Sisde: l’epurazione del 1993 per Di Folco

Torna fuori nel libro di memorie dell’ex agente del Sisde, Carlo Di Folco, “Un italiano come tanti” pubblicato su Amazon Kindle, la mai pienamente approfondita e chiarita “epurazione” all’interno del Sisde nel 1993/94. Al contrario dell’intento, dell’allora Premier Carlo Azeglio Ciampi, che voleva riqualificare il servizio, i vertici e il sotto vertice del Sisde misero in piedi e attuarono questa finta epurazione per tutti altri scopi. Di Folco nei primi anni Novanta era un agente operativo del vecchio Sisde. Un investigatore molto esperto, proveniente dai reparti speciali dei carabinieri (“Tuscania”). E prima di essere chiamato al servizio di sicurezza interno era stato selezionato a pieni voti anche per fare parte del Sismi, ossia il controspionaggio militare.

Ora Di Folco, in questo libro, si toglie più di qualche sassolino dalle scarpe descrivendo inquietanti retroscena di quell’operazione di facciata: cioè fornire capri espiatori all’opinione pubblica per quello che sarebbe di lì a poco successo e, nel contempo, creare l’occasione per alcuni figli di papà “precari” nel servizio di subentrare al loro posto.

Ma quale sarebbe per Di Folco l’inquietante retroscena? Quando c’erano state nel 1992 le stragi di Capaci (23 maggio) e di via D’Amelio (19 luglio) in cui erano stati massacrati Giovanni Falcone e Paolo Borsellino, proprio Angelo Finocchiaro era l’Alto commissario per la lotta alla mafia; eppure fu promosso a capo dell’intelligence civile. Secondo Di Folco la questione con Finocchiaro sarebbe in questi termini: “Dopo un po’ che aveva preso incarico al servizio, fonti più che attendibili riferirono che quest’ultimo avrebbe ordinato ai suoi più stretti collaboratori di stilare una lista di un centinaio di agenti da allontanare “indiscriminatamente” e da poter dare in pasto all’opinione pubblica, al fine di far fronte ad una situazione d’emergenza che da lì a breve si sarebbe potuta determinare”.
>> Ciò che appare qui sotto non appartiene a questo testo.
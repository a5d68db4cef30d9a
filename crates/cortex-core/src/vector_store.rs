//! In-memory Vector Store
//!
//! Holds the chunk map for one repository and answers nearest-neighbor
//! queries by linear cosine scan. The scan is O(n·d); the store is small
//! enough per-repository that an ANN index has not been needed, and the
//! query surface is narrow so one can be substituted behind the same
//! methods.

use std::collections::HashMap;

use serde::{Deserialize, Serialize};

use crate::types::CodeChunk;

/// Relationship field selector for [`VectorStore::find_by_relationship`].
#[derive(Debug, Clone, Copy, PartialEq, Eq, Serialize, Deserialize)]
#[serde(rename_all = "snake_case")]
pub enum RelationKind {
    Imports,
    Exports,
    Calls,
    CalledBy,
    DataFlow,
}

/// A similarity hit: chunk id plus cosine score.
#[derive(Debug, Clone)]
pub struct ScoredChunk {
    pub chunk_id: String,
    pub score: f32,
}

/// Single-writer, in-memory map of `chunk_id -> CodeChunk`.
#[derive(Debug, Default)]
pub struct VectorStore {
    chunks: HashMap<String, CodeChunk>,
    /// `file_path -> chunk ids`, kept in sync on every mutation
    by_file: HashMap<String, Vec<String>>,
}

impl VectorStore {
    pub fn new() -> Self {
        Self::default()
    }

    pub fn len(&self) -> usize {
        self.chunks.len()
    }

    pub fn is_empty(&self) -> bool {
        self.chunks.is_empty()
    }

    pub fn get(&self, chunk_id: &str) -> Option<&CodeChunk> {
        self.chunks.get(chunk_id)
    }

    pub fn iter(&self) -> impl Iterator<Item = &CodeChunk> {
        self.chunks.values()
    }

    /// Insert or replace chunks. Replacement updates the file index.
    pub fn upsert(&mut self, chunks: Vec<CodeChunk>) {
        for chunk in chunks {
            if let Some(old) = self.chunks.get(&chunk.chunk_id) {
                if old.file_path != chunk.file_path {
                    self.unindex_file_entry(&old.file_path.clone(), &chunk.chunk_id);
                }
            }
            let ids = self.by_file.entry(chunk.file_path.clone()).or_default();
            if !ids.contains(&chunk.chunk_id) {
                ids.push(chunk.chunk_id.clone());
            }
            self.chunks.insert(chunk.chunk_id.clone(), chunk);
        }
    }

    /// Remove a chunk by id. Returns the removed chunk when present.
    pub fn delete(&mut self, chunk_id: &str) -> Option<CodeChunk> {
        let chunk = self.chunks.remove(chunk_id)?;
        self.unindex_file_entry(&chunk.file_path, chunk_id);
        Some(chunk)
    }

    /// Remove every chunk of a file. Returns removed ids.
    pub fn delete_file(&mut self, file_path: &str) -> Vec<String> {
        let ids = self.by_file.remove(file_path).unwrap_or_default();
        for id in &ids {
            self.chunks.remove(id);
        }
        ids
    }

    /// Chunks of one file in line order.
    pub fn chunks_by_file(&self, file_path: &str) -> Vec<&CodeChunk> {
        let mut chunks: Vec<&CodeChunk> = self
            .by_file
            .get(file_path)
            .map(|ids| ids.iter().filter_map(|id| self.chunks.get(id)).collect())
            .unwrap_or_default();
        chunks.sort_by_key(|c| c.start_line);
        chunks
    }

    /// All distinct file paths present in the store.
    pub fn file_paths(&self) -> Vec<String> {
        let mut paths: Vec<String> = self.by_file.keys().cloned().collect();
        paths.sort();
        paths
    }

    /// Chunks whose given relationship list contains `symbol`.
    pub fn find_by_relationship(&self, kind: RelationKind, symbol: &str) -> Vec<&CodeChunk> {
        let mut found: Vec<&CodeChunk> = self
            .chunks
            .values()
            .filter(|c| {
                let list = match kind {
                    RelationKind::Imports => &c.imports,
                    RelationKind::Exports => &c.exports,
                    RelationKind::Calls => &c.calls,
                    RelationKind::CalledBy => &c.called_by,
                    RelationKind::DataFlow => &c.data_flow,
                };
                list.iter().any(|s| s == symbol)
            })
            .collect();
        found.sort_by(|a, b| a.chunk_id.cmp(&b.chunk_id));
        found
    }

    /// Top-k chunks by cosine similarity to `query`. Chunks without an
    /// embedding, or with a mismatched dimension, are skipped.
    pub fn similarity_search(&self, query: &[f32], k: usize) -> Vec<ScoredChunk> {
        if k == 0 || query.is_empty() {
            return Vec::new();
        }

        let mut scored: Vec<ScoredChunk> = self
            .chunks
            .values()
            .filter_map(|chunk| {
                let embedding = chunk.embedding.as_ref()?;
                if embedding.len() != query.len() {
                    return None;
                }
                let score = cosine_similarity(query, embedding);
                score.is_finite().then(|| ScoredChunk {
                    chunk_id: chunk.chunk_id.clone(),
                    score,
                })
            })
            .collect();

        scored.sort_by(|a, b| {
            b.score
                .partial_cmp(&a.score)
                .unwrap_or(std::cmp::Ordering::Equal)
                .then_with(|| a.chunk_id.cmp(&b.chunk_id))
        });
        scored.truncate(k);
        scored
    }

    fn unindex_file_entry(&mut self, file_path: &str, chunk_id: &str) {
        if let Some(ids) = self.by_file.get_mut(file_path) {
            ids.retain(|id| id != chunk_id);
            if ids.is_empty() {
                self.by_file.remove(file_path);
            }
        }
    }
}

/// Cosine similarity of two equal-length vectors.
pub fn cosine_similarity(a: &[f32], b: &[f32]) -> f32 {
    let mut dot = 0.0f32;
    let mut norm_a = 0.0f32;
    let mut norm_b = 0.0f32;
    for (x, y) in a.iter().zip(b.iter()) {
        dot += x * y;
        norm_a += x * x;
        norm_b += y * y;
    }
    if norm_a == 0.0 || norm_b == 0.0 {
        return 0.0;
    }
    dot / (norm_a.sqrt() * norm_b.sqrt())
}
“Quale situazione?”. Di Folco si risponde così: “... nei primi mesi del 1993 si verificarono gli attentati dinamitardi posti in essere tra Firenze, Milano e Roma, rispettivamente in via dei Georgofili, via Palestro, San Giovanni ed al Velabro... fu solo una coincidenza o qualcuno ebbe poteri di chiaroveggenza?”. O forse una soffiata? Ci fu anche il falso attentato organizzato da un dirigente del Sisde sul treno Siracusa-Torino in quegli stessi giorni a creare ulteriore caos. Per assurdo anche qualcuno dei magistrati che tuttora sta indagando su questa fantomatica trattativa tra Stato e mafia potrebbe essere interessato alle memorie di Di Folco. E magari anche gli storici e coloro che all’epoca della presidenza della Repubblica di Oscar Luigi Scalfaro non si fecero troppe domande sul vero significato della predica a reti unificate di quello stesso novembre 1993, il famoso discorso del “non ci sto”.

L’avvento al Sisde di Finocchiaro, che di Scalfaro era un uomo di fiducia, Di Folco lo ricorda così: “... durante il periodo del suo mandato, trovarono la morte i giudici Falcone e Borsellino. Normalmente - scrive Di Folco - in qualsiasi altro Paese civile, il responsabile di tali insuccessi, perlomeno sarebbe stato relegato nei meandri di qualche ministero, Finocchiaro, invece, incredibilmente, fu nominato, dall’allora ministro dell’Interno Nicola Mancino, direttore del Sisde...”. Inutile dire che il libro di Carlo Di Folco rischia di riaprire ferite mai rimarginate, come quella sugli epurati del Sisde. Ma soprattutto potrebbe scoprire tanti altarini lasciati per ora ancora sepolti sotto una coltre di ipocrisia chiamata “carità di patria”.